Personal information
- Full name: Lucas Pérez Martínez
- Date of birth: 10 September 1988 (age 38)
- Place of birth: A Coruña, Spain
- Height: 1.80 m (5 ft 11 in)
- Position: Forward

Youth career
- Victoria
- Atlético Arteixo
- Alavés
- Montañeros
- Órdenes

Senior career*
- Years: Team / Apps / (Gls)
- 2007–2009: Atlético Madrid C / 55 / (18)
- 2009–2011: Rayo Vallecano B / 44 / (25)
- 2010–2011: Rayo Vallecano / 6 / (1)
- 2011–2013: Karpaty Lviv / 51 / (14)
- 2013: → Dynamo Kyiv (loan) / 0 / (0)
- 2013–2015: PAOK / 32 / (9)
- 2014–2015: → Deportivo La Coruña (loan) / 21 / (6)
- 2015–2016: Deportivo La Coruña / 37 / (18)
- 2016–2018: Arsenal / 11 / (1)
- 2017–2018: → Deportivo La Coruña (loan) / 35 / (8)
- 2018–2019: West Ham United / 15 / (3)
- 2019–2021: Alavés / 62 / (15)
- 2021–2022: Elche / 18 / (2)
- 2022: Cádiz / 29 / (6)
- 2023–2025: Deportivo La Coruña / 69 / (24)
- 2025: PSV / 2 / (0)
- 2026: Cádiz / 7 / (1)

International career^{‡}
- 2016–: Galicia / 2 / (0)

= Lucas Pérez =

Spanish footballer (born 1988)

Lucas Pérez Martínez (/es/; born 10 September 1988) is a Spanish professional footballer who plays as a forward.

After spending the first years of his career in the lower leagues, only appearing sporadically for the first team of Rayo Vallecano in the Segunda División, he first made a name for himself with Karpaty Lviv in the Ukrainian Premier League. In 2013, he signed with PAOK from Greece, and later returned to La Liga with Deportivo, where he scored 32 goals in 93 matches.

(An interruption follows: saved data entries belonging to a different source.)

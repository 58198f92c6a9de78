//! Media Ranker - a small catalog and ranking service

use anyhow::Result;
use std::path::Path;
use std::sync::Arc;
use tracing_subscriber::{layer::SubscriberExt, util::SubscriberInitExt};

use media_ranker::{
    api::{self, AppState},
    config::Config,
    db::{
        self,
        repositories::{
            SqlxSessionRepository, SqlxUserRepository, SqlxVoteRepository, SqlxWorkRepository,
        },
    },
    services::{user::UserService, vote::VoteService, work::WorkService},
};

/// Fixture users inserted on first start (username, password)
const SEED_USERS: &[(&str, &str)] = &[
    ("grace", "hopper123"),
    ("ada", "lovelace123"),
    ("katherine", "johnson123"),
];

#[tokio::main]
async fn main() -> Result<()> {
    // Initialize tracing
    tracing_subscriber::registry()
        .with(
            tracing_subscriber::EnvFilter::try_from_default_env()
                .unwrap_or_else(|_| "media_ranker=info,tower_http=debug".into()),
        )
        .with(tracing_subscriber::fmt::layer())
        .init();

    tracing::info!("Starting Media Ranker service...");

    // Load configuration
    let config = Config::load_with_env(Path::new("config.yml"))?;
    tracing::info!("Configuration loaded");

    // Initialize database
    let pool = db::create_pool(&config.database).await?;
    tracing::info!("Database connected: {}", config.database.url);

    // Run migrations
    db::migrations::run_migrations(&pool).await?;
    tracing::info!("Database migrations completed");

    // Create repositories
    let user_repo = SqlxUserRepository::boxed(pool.clone());
    let session_repo = SqlxSessionRepository::boxed(pool.clone());
    let work_repo = SqlxWorkRepository::boxed(pool.clone());
    let vote_repo = SqlxVoteRepository::boxed(pool.clone());

    // Initialize services
    let user_service = Arc::new(UserService::new(user_repo, session_repo));
    let work_service = Arc::new(WorkService::new(work_repo.clone()));
    let vote_service = Arc::new(VoteService::new(vote_repo, work_repo));

    // Users are provisioned out of band: seed fixtures on an empty table
    let seeded = user_service.seed_users(SEED_USERS).await?;
    if seeded > 0 {
        tracing::info!("Seeded {} fixture user(s)", seeded);
    }

    // Build application state
    let state = AppState {
        user_service,
        work_service,
        vote_service,
    };

    // Build router
    let app = api::build_router(state, &config.server.cors_origin);

    // Start server
    let addr = format!("{}:{}", config.server.host, config.server.port);
    let listener = tokio::net::TcpListener::bind(&addr).await?;
    tracing::info!("Server listening on http://{}", addr);

    axum::serve(listener, app).await?;

    Ok(())
}
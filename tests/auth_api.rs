//! Integration tests for the auth routes

mod common;

use axum::http::{header, HeaderValue};
use serde_json::{json, Value};

use common::{bearer, spawn_app, SEED_USERS};

#[tokio::test]
async fn login_succeeds_with_valid_credentials() {
    let app = spawn_app().await;

    let response = app
        .server
        .post("/login")
        .json(&json!({ "username": "grace", "password": "hopper123" }))
        .await;
    assert_eq!(response.status_code(), 200);

    let body: Value = response.json();
    assert_eq!(body["user"]["username"], "grace");
    assert!(!body["token"].as_str().unwrap().is_empty());

    // Session cookie is set httpOnly
    let cookie = response
        .headers()
        .get(header::SET_COOKIE)
        .expect("Set-Cookie header")
        .to_str()
        .unwrap()
        .to_string();
    assert!(cookie.starts_with("session="));
    assert!(cookie.contains("HttpOnly"));
}

#[tokio::test]
async fn login_fails_with_wrong_password() {
    let app = spawn_app().await;

    let response = app
        .server
        .post("/login")
        .json(&json!({ "username": "grace", "password": "wrong" }))
        .await;
    assert_eq!(response.status_code(), 401);

    let body: Value = response.json();
    assert_eq!(body["error"]["code"], "UNAUTHORIZED");
}

#[tokio::test]
async fn login_fails_for_unknown_user() {
    let app = spawn_app().await;

    let response = app
        .server
        .post("/login")
        .json(&json!({ "username": "nobody", "password": "hopper123" }))
        .await;
    assert_eq!(response.status_code(), 401);
}

#[tokio::test]
async fn me_returns_the_current_user() {
    let app = spawn_app().await;
    let token = app.login_default().await;

    let response = app
        .server
        .get("/me")
        .add_header(header::AUTHORIZATION, bearer(&token))
        .await;
    assert_eq!(response.status_code(), 200);

    let body: Value = response.json();
    assert_eq!(body["username"], SEED_USERS[0].0);
}

#[tokio::test]
async fn me_rejects_guests() {
    let app = spawn_app().await;

    let response = app.server.get("/me").await;
    assert_eq!(response.status_code(), 401);
}

#[tokio::test]
async fn session_works_via_cookie() {
    let app = spawn_app().await;
    let token = app.login_default().await;

    let response = app
        .server
        .get("/me")
        .add_header(
            header::COOKIE,
            HeaderValue::from_str(&format!("session={}", token)).unwrap(),
        )
        .await;
    assert_eq!(response.status_code(), 200);
}

#[tokio::test]
async fn logout_clears_the_session() {
    let app = spawn_app().await;
    let token = app.login_default().await;

    let response = app
        .server
        .delete("/logout")
        .add_header(header::AUTHORIZATION, bearer(&token))
        .await;
    assert_eq!(response.status_code(), 204);

    // The token is gone server-side
    let me = app
        .server
        .get("/me")
        .add_header(header::AUTHORIZATION, bearer(&token))
        .await;
    assert_eq!(me.status_code(), 401);
}

#[tokio::test]
async fn logout_rejects_guests() {
    let app = spawn_app().await;

    let response = app.server.delete("/logout").await;
    assert_eq!(response.status_code(), 401);
}

#[tokio::test]
async fn two_users_hold_independent_sessions() {
    let app = spawn_app().await;
    let grace = app.login("grace", "hopper123").await;
    let ada = app.login("ada", "lovelace123").await;

    app.server
        .delete("/logout")
        .add_header(header::AUTHORIZATION, bearer(&grace))
        .await;

    // Ada's session survives Grace's logout
    let me = app
        .server
        .get("/me")
        .add_header(header::AUTHORIZATION, bearer(&ada))
        .await;
    assert_eq!(me.status_code(), 200);

    let body: Value = me.json();
    assert_eq!(body["username"], "ada");
}
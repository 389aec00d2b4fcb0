//! Prometheus exporter for Binance ticker prices.
//!
//! Every scrape of the `/metrics` endpoint fetches the current prices of the
//! configured symbols from the Binance REST API and publishes them as the
//! `binance_crypto_price{symbol="..."}` gauge, rendered together with the
//! exporter's own counters and process metrics.
//!
//! # Architecture
//!
//! ```text
//! ┌─────────────────┐     ┌─────────────────┐     ┌─────────────────┐
//! │   HTTP Server   │────>│     Scraper     │────>│  Price Fetcher  │──> Binance API
//! │   (/metrics)    │<────│ (fetch/publish) │     │   (one GET)     │
//! └─────────────────┘     └────────┬────────┘     └─────────────────┘
//!                                  v
//!                         ┌─────────────────┐
//!                         │  PriceRegistry  │
//!                         │ (gauges/render) │
//!                         └─────────────────┘
//! ```
//!
//! # Usage
//!
//! ```bash
//! SYMBOLS=BTCUSDT,SOLUSDT binance-price-exporter --config config.json5
//! ```
//!
//! Without `SYMBOLS`, the exporter tracks `BTCUSDT`, `ETHUSDT` and `BNBUSDT`.
//! Gauges of symbols removed from `SYMBOLS` keep their last value until the
//! process restarts.
//!
//! # Configuration
//!
//! See [`config::ExporterConfig`] for configuration options.

pub mod cache;
pub mod config;
pub mod error;
pub mod fetcher;
pub mod http;
pub mod process;
pub mod publisher;
pub mod registry;
pub mod scrape;
pub mod symbols;

pub use config::ExporterConfig;
pub use error::{FetchError, PriceParseError, ScrapeError};
pub use fetcher::{PriceFetcher, PriceRecord};
pub use http::HttpServer;
pub use publisher::MetricPublisher;
pub use registry::{PriceRegistry, SharedRegistry};
pub use scrape::{Scraper, SharedScraper};
pub use symbols::SymbolResolver;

Subsequently, he represented English clubs Arsenal and West Ham United in the Premier League, before rejoining Alavés where he had played as a youth.

==Club career==
===Atlético and Rayo===
Pérez was born in A Coruña, Galicia. After appearing for five clubs as a youth he moved to Madrid and joined Atlético Madrid's C team, playing two seasons in the Tercera División. In summer 2009 he signed with Rayo Vallecano, helping the reserves promote from the same level in his first year.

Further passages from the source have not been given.